Pull every line containing the word "expected" from the records.

─── Data shown ───

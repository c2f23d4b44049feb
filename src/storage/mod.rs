//! Model persistence: a text dump and a binary snapshot.

mod format;
mod snapshot;

pub use format::{read_model, write_model};
pub use snapshot::{load_snapshot, save_snapshot, ComponentRecord, ModelRecord};
#[cfg(test)]
mod tests {
    use super::*;

    #[test]
    fn test_estimate_after_large_mean_shift() {
        let points = [999.0, 1000.0, 1001.0, 1000.5, 999.5];
        let old_mean = 0.0;
        let count = points.len() as f64;
        let new_mean = points.iter().sum::<f64>() / count;

        let mut scatter = vec![0.0; 1];
        for p in points {
            CovarianceType::Diagonal.accumulate_scatter(&mut scatter, &[p - old_mean], 1.0);
        }
        let estimate = CovarianceType::Diagonal.estimate(&scatter, count, &[new_mean - old_mean], 1e-6);

        let exact = points.iter().map(|p| (p - new_mean).powi(2)).sum::<f64>() / count;
        let error = (estimate.variances()[0] - exact).abs();
        assert!(error < 1e6 * f64::EPSILON * 8.0, "error {}", error);
        assert!((estimate.variances()[0] - 0.5).abs() < 1e-8);
    }

    #[test]
    fn test_type_parsing() {
        assert_eq!("diagonal".parse::<CovarianceType>().unwrap(), CovarianceType::Diagonal);
        assert_eq!("FULL".parse::<CovarianceType>().unwrap(), CovarianceType::Full);
        assert!("tied".parse::<CovarianceType>().is_err());
        assert_eq!(CovarianceType::Full.to_string(), "full");
    }

    #[test]
    fn test_diagonal_floor() {
        let c = DiagonalCovariance::floored(vec![0.5, 0.0, -1.0, f64::NAN], 1e-3);
        assert_eq!(c.variances(), &[0.5, 1e-3, 1e-3, 1e-3]);
        assert!(DiagonalCovariance::new(vec![1.0, 0.0]).is_err());
    }

    #[test]
    fn test_cholesky_log_det() {
        // [[4, 2], [2, 3]] has determinant 8.
        let c = FullCovariance::new(2, vec![4.0, 2.0, 2.0, 3.0]).unwrap();
        assert!((c.log_det - 8f64.ln()).abs() < 1e-12);
        assert!(FullCovariance::new(2, vec![1.0, 2.0, 2.0, 1.0]).is_err());
    }

    #[test]
    fn test_full_matches_diagonal() {
        let variances = [0.5, 2.0, 0.1];
        let diag = Covariance::from_variances(CovarianceType::Diagonal, &variances, 1e-9);
        let full = Covariance::from_variances(CovarianceType::Full, &variances, 1e-9);
        let diff = [0.3, -1.0, 0.2];

        assert!((diag.mahalanobis(&diff) - full.mahalanobis(&diff)).abs() < 1e-12);
        assert!((diag.log_det() - full.log_det()).abs() < 1e-12);
        assert_eq!(full.variances(), variances.to_vec());
    }

    #[test]
    fn test_diagonal_estimate_with_shift() {
        // Samples 1 and 3 around a previous mean of 0: scatter = 1 + 9 = 10,
        // new mean 2, so variance = 10 / 2 - 4 = 1.
        let ty = CovarianceType::Diagonal;
        let mut scatter = vec![0.0];
        ty.accumulate_scatter(&mut scatter, &[1.0], 1.0);
        ty.accumulate_scatter(&mut scatter, &[3.0], 1.0);
        let cov = ty.estimate(&scatter, 2.0, &[2.0], 1e-6);
        assert!((cov.values()[0] - 1.0).abs() < 1e-12);
    }

    #[test]
    fn test_full_estimate() {
        let ty = CovarianceType::Full;
        let mut scatter = vec![0.0; 4];
        for diff in [[1.0, 1.0], [-1.0, -1.0], [1.0, -1.0], [-1.0, 1.0]] {
            ty.accumulate_scatter(&mut scatter, &diff, 1.0);
        }
        let cov = ty.estimate(&scatter, 4.0, &[0.0, 0.0], 0.0);
        assert_eq!(cov.covariance_type(), CovarianceType::Full);
        assert!((cov.values()[0] - 1.0).abs() < 1e-12);
        assert!(cov.values()[1].abs() < 1e-12);
    }

    #[test]
    fn test_singular_full_falls_back_to_diagonal() {
        // Perfectly correlated samples give a rank-one scatter.
        let ty = CovarianceType::Full;
        let mut scatter = vec![0.0; 4];
        ty.accumulate_scatter(&mut scatter, &[1.0, 1.0], 1.0);
        ty.accumulate_scatter(&mut scatter, &[-1.0, -1.0], 1.0);
        let cov = ty.estimate(&scatter, 2.0, &[0.0, 0.0], 0.0);
        assert!(cov.log_det().is_finite());
        assert_eq!(cov.values()[1], 0.0);
    }

    #[test]
    fn test_sample_offset_dimension() {
        let mut rng = Random::seeded(5);
        let full = Covariance::Full(FullCovariance::new(2, vec![1.0, 0.5, 0.5, 1.0]).unwrap());
        assert_eq!(full.sample_offset(&mut rng).len(), 2);
    }
}
//! Error types for mixture fitting and evaluation.

use thiserror::Error;

/// The main error type for GMM operations.
#[derive(Error, Debug)]
pub enum GmmError {
    /// An input vector does not have the dimension the model expects.
    #[error("Dimension mismatch: expected {expected}, found {found}")]
    DimensionMismatch {
        /// Dimension the model (or the first sample) established.
        expected: usize,
        /// Dimension of the offending vector.
        found: usize,
    },

    /// A sample contains NaN or an infinity.
    #[error("Non-finite value in sample {sample} at index {index}")]
    NonFiniteValue {
        /// Position of the sample in the dataset.
        sample: usize,
        /// Position of the value in the sample.
        index: usize,
    },

    /// The dataset contains no samples.
    #[error("Empty dataset")]
    EmptyDataset,

    /// A component lost (almost) all responsibility mass and was reinitialized.
    ///
    /// Recovered inside the trainer; only ever logged.
    #[error("Component {component} collapsed at iteration {iteration}, reinitialized")]
    DegenerateComponent {
        /// Index of the starved component.
        component: usize,
        /// Iteration at which the collapse was detected.
        iteration: usize,
    },

    /// The log-likelihood went down between two EM iterations.
    #[error("Log-likelihood decreased at iteration {iteration}: {previous} -> {current}")]
    LikelihoodRegression {
        /// Iteration that produced the regression.
        iteration: usize,
        /// Log-likelihood before the iteration.
        previous: f64,
        /// Log-likelihood after the iteration.
        current: f64,
    },

    /// Fewer samples than mixture components.
    #[error("Cannot fit {components} components to {samples} samples")]
    TooFewSamples {
        /// Number of samples in the dataset.
        samples: usize,
        /// Requested number of components.
        components: usize,
    },

    /// The model has no parameters yet.
    #[error("Model has not been fitted")]
    NotFitted,

    /// `fit` was called on a model with no trainer bound.
    #[error("No trainer bound to the model")]
    NoTrainer,

    /// Invalid configuration.
    #[error("Configuration error: {0}")]
    Config(String),

    /// The worker pool could not be created.
    #[error("Worker pool error: {0}")]
    WorkerPool(String),

    /// A model dump could not be parsed or describes an invalid model.
    #[error("Invalid model: {0}")]
    InvalidModel(String),

    /// A dataset line could not be parsed.
    #[error("Parse error at line {line}: {message}")]
    Parse {
        /// 1-based line number.
        line: usize,
        /// What went wrong.
        message: String,
    },

    /// I/O error.
    #[error("I/O error: {0}")]
    Io(#[from] std::io::Error),

    /// Serialization/deserialization error.
    #[error("Serialization error: {0}")]
    Serialization(String),
}

/// Result type alias for GMM operations.
pub type Result<T> = std::result::Result<T, GmmError>;

impl From<bincode::Error> for GmmError {
    fn from(err: bincode::Error) -> Self {
        GmmError::Serialization(err.to_string())
    }
}

impl From<serde_json::Error> for GmmError {
    fn from(err: serde_json::Error) -> Self {
        GmmError::Serialization(err.to_string())
    }
}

───

● **Output below**
    #[error("Dimension mismatch: expected {expected}, found {found}")]
        expected: usize,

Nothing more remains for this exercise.